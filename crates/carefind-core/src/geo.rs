//! Great-circle distance on a spherical Earth.

use crate::types::Coordinates;

/// Mean Earth radius used by the Haversine formula.
pub const EARTH_RADIUS_METERS: f64 = 6_371_000.0;

/// Haversine distance in meters between two points given in decimal degrees.
///
/// NaN inputs propagate to a NaN result.
#[must_use]
pub fn distance(lat1: f64, lon1: f64, lat2: f64, lon2: f64) -> f64 {
    let phi1 = lat1.to_radians();
    let phi2 = lat2.to_radians();
    let d_phi = (lat2 - lat1).to_radians();
    let d_lambda = (lon2 - lon1).to_radians();

    let a = (d_phi / 2.0).sin().powi(2) + phi1.cos() * phi2.cos() * (d_lambda / 2.0).sin().powi(2);
    // Rounding can push `a` past 1 for antipodal points. `clamp` keeps NaN.
    let c = 2.0 * a.sqrt().clamp(0.0, 1.0).asin();
    EARTH_RADIUS_METERS * c
}

#[must_use]
pub fn distance_meters(a: Coordinates, b: Coordinates) -> f64 {
    distance(a.lat, a.lon, b.lat, b.lon)
}
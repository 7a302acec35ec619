//! Overpass elements to facility records.

use carefind_core::{distance_meters, Coordinates, FacilityRecord};

use crate::types::OverpassElement;

/// Convert raw elements into facility records, nearest first.
///
/// Elements without a `name` tag, without coordinates, or positioned at
/// exactly (0, 0) are dropped. Ratings are left empty: the provider has none.
#[must_use]
pub fn parse_elements(elements: &[OverpassElement], center: Coordinates) -> Vec<FacilityRecord> {
    let mut records: Vec<FacilityRecord> = elements
        .iter()
        .filter_map(|element| element_to_record(element, center))
        .collect();

    records.sort_by(|a, b| {
        let da = a.distance_meters.unwrap_or(f64::INFINITY);
        let db = b.distance_meters.unwrap_or(f64::INFINITY);
        da.total_cmp(&db)
    });
    records
}

fn element_to_record(element: &OverpassElement, center: Coordinates) -> Option<FacilityRecord> {
    let name = tag(element, "name")?;
    let coordinates = element_coordinates(element)?;
    if coordinates.is_null_island() || !coordinates.is_valid() {
        tracing::debug!(id = element.id, name, "dropping facility without usable position");
        return None;
    }

    let address = match (tag(element, "addr:housenumber"), tag(element, "addr:street")) {
        (Some(number), Some(street)) => Some(format!("{number} {street}")),
        (None, Some(street)) => Some(street.to_string()),
        _ => None,
    };

    Some(FacilityRecord {
        id: format!("{}/{}", element.element_type, element.id),
        name: name.to_string(),
        facility_type: tag(element, "healthcare").unwrap_or("hospital").to_string(),
        specialties: tag(element, "healthcare:speciality")
            .unwrap_or_default()
            .to_string(),
        city: tag(element, "addr:city").unwrap_or_default().to_string(),
        coordinates,
        rating: None,
        distance_meters: Some(distance_meters(center, coordinates)),
        address,
        phone: tag(element, "phone")
            .or_else(|| tag(element, "contact:phone"))
            .map(str::to_string),
        website: tag(element, "website")
            .or_else(|| tag(element, "contact:website"))
            .map(str::to_string),
        emergency: tag(element, "emergency") == Some("yes"),
    })
}

fn element_coordinates(element: &OverpassElement) -> Option<Coordinates> {
    match (element.lat, element.lon) {
        (Some(lat), Some(lon)) => Some(Coordinates::new(lat, lon)),
        _ => element.center.map(|c| Coordinates::new(c.lat, c.lon)),
    }
}

/// Non-blank tag value, trimmed.
fn tag<'a>(element: &'a OverpassElement, key: &str) -> Option<&'a str> {
    element
        .tags
        .get(key)
        .map(|v| v.trim())
        .filter(|v| !v.is_empty())
}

YOUR OBJECTIVE: Retype the entries one by one, exactly.

OUTPUT:
filename crates/carefind-core/src/geo.rs
//! Great-circle distance on a spherical Earth.

use crate::types::Coordinates;

/// Mean Earth radius used by the Haversine formula.
pub const EARTH_RADIUS_METERS: f64 = 6_371_000.0;

/// Haversine distance in meters between two points given in decimal degrees.
///
/// NaN inputs propagate to a NaN result.
#[must_use]
pub fn distance(lat1: f64, lon1: f64, lat2: f64, lon2: f64) -> f64 {
    let phi1 = lat1.to_radians();
    let phi2 = lat2.to_radians();
    let d_phi = (lat2 - lat1).to_radians();
    let d_lambda = (lon2 - lon1).to_radians();

    let a = (d_phi / 2.0).sin().powi(2) + phi1.cos() * phi2.cos() * (d_lambda / 2.0).sin().powi(2);
    // Rounding can push `a` past 1 for antipodal points. `clamp` keeps NaN.
    let c = 2.0 * a.sqrt().clamp(0.0, 1.0).asin();
    EARTH_RADIUS_METERS * c
}

#[must_use]
pub fn distance_meters(a: Coordinates, b: Coordinates) -> f64 {
    distance(a.lat, a.lon, b.lat, b.lon)
}
repository 7a302acec35ec619
//! Overpass elements to facility records.

use carefind_core::{distance_meters, Coordinates, FacilityRecord};

use crate::types::OverpassElement;

/// Convert raw elements into facility records, nearest first.
///
/// Elements without a `name` tag, without coordinates, or positioned at
/// exactly (0, 0) are dropped. Ratings are left empty: the provider has none.
#[must_use]
pub fn parse_elements(elements: &[OverpassElement], center: Coordinates) -> Vec<FacilityRecord> {
    let mut records: Vec<FacilityRecord> = elements
        .iter()
        .filter_map(|element| element_to_record(element, center))
        .collect();

    records.sort_by(|a, b| {
        let da = a.distance_meters.unwrap_or(f64::INFINITY);
        let db = b.distance_meters.unwrap_or(f64::INFINITY);
        da.total_cmp(&db)
    });
    records
}

fn element_to_record(element: &OverpassElement, center: Coordinates) -> Option<FacilityRecord> {
    let name = tag(element, "name")?;
    let coordinates = element_coordinates(element)?;
    if coordinates.is_null_island() || !coordinates.is_valid() {
        tracing::debug!(id = element.id, name, "dropping facility without usable position");
        return None;
    }

    let address = match (tag(element, "addr:housenumber"), tag(element, "addr:street")) {
        (Some(number), Some(street)) => Some(format!("{number} {street}")),
        (None, Some(street)) => Some(street.to_string()),
        _ => None,
    };

    Some(FacilityRecord {
        id: format!("{}/{}", element.element_type, element.id),
        name: name.to_string(),
        facility_type: tag(element, "healthcare").unwrap_or("hospital").to_string(),
        specialties: tag(element, "healthcare:speciality")
            .unwrap_or_default()
            .to_string(),
        city: tag(element, "addr:city").unwrap_or_default().to_string(),
        coordinates,
        rating: None,
        distance_meters: Some(distance_meters(center, coordinates)),
        address,
        phone: tag(element, "phone")
            .or_else(|| tag(element, "contact:phone"))
            .map(str::to_string),
        website: tag(element, "website")
            .or_else(|| tag(element, "contact:website"))
            .map(str::to_string),
        emergency: tag(element, "emergency") == Some("yes"),
    })
}

fn element_coordinates(element: &OverpassElement) -> Option<Coordinates> {
    match (element.lat, element.lon) {
        (Some(lat), Some(lon)) => Some(Coordinates::new(lat, lon)),
        _ => element.center.map(|c| Coordinates::new(c.lat, c.lon)),
    }
}

/// Non-blank tag value, trimmed.
fn tag<'a>(element: &'a OverpassElement, key: &str) -> Option<&'a str> {
    element
        .tags
        .get(key)
        .map(|v| v.trim())
        .filter(|v| !v.is_empty())
}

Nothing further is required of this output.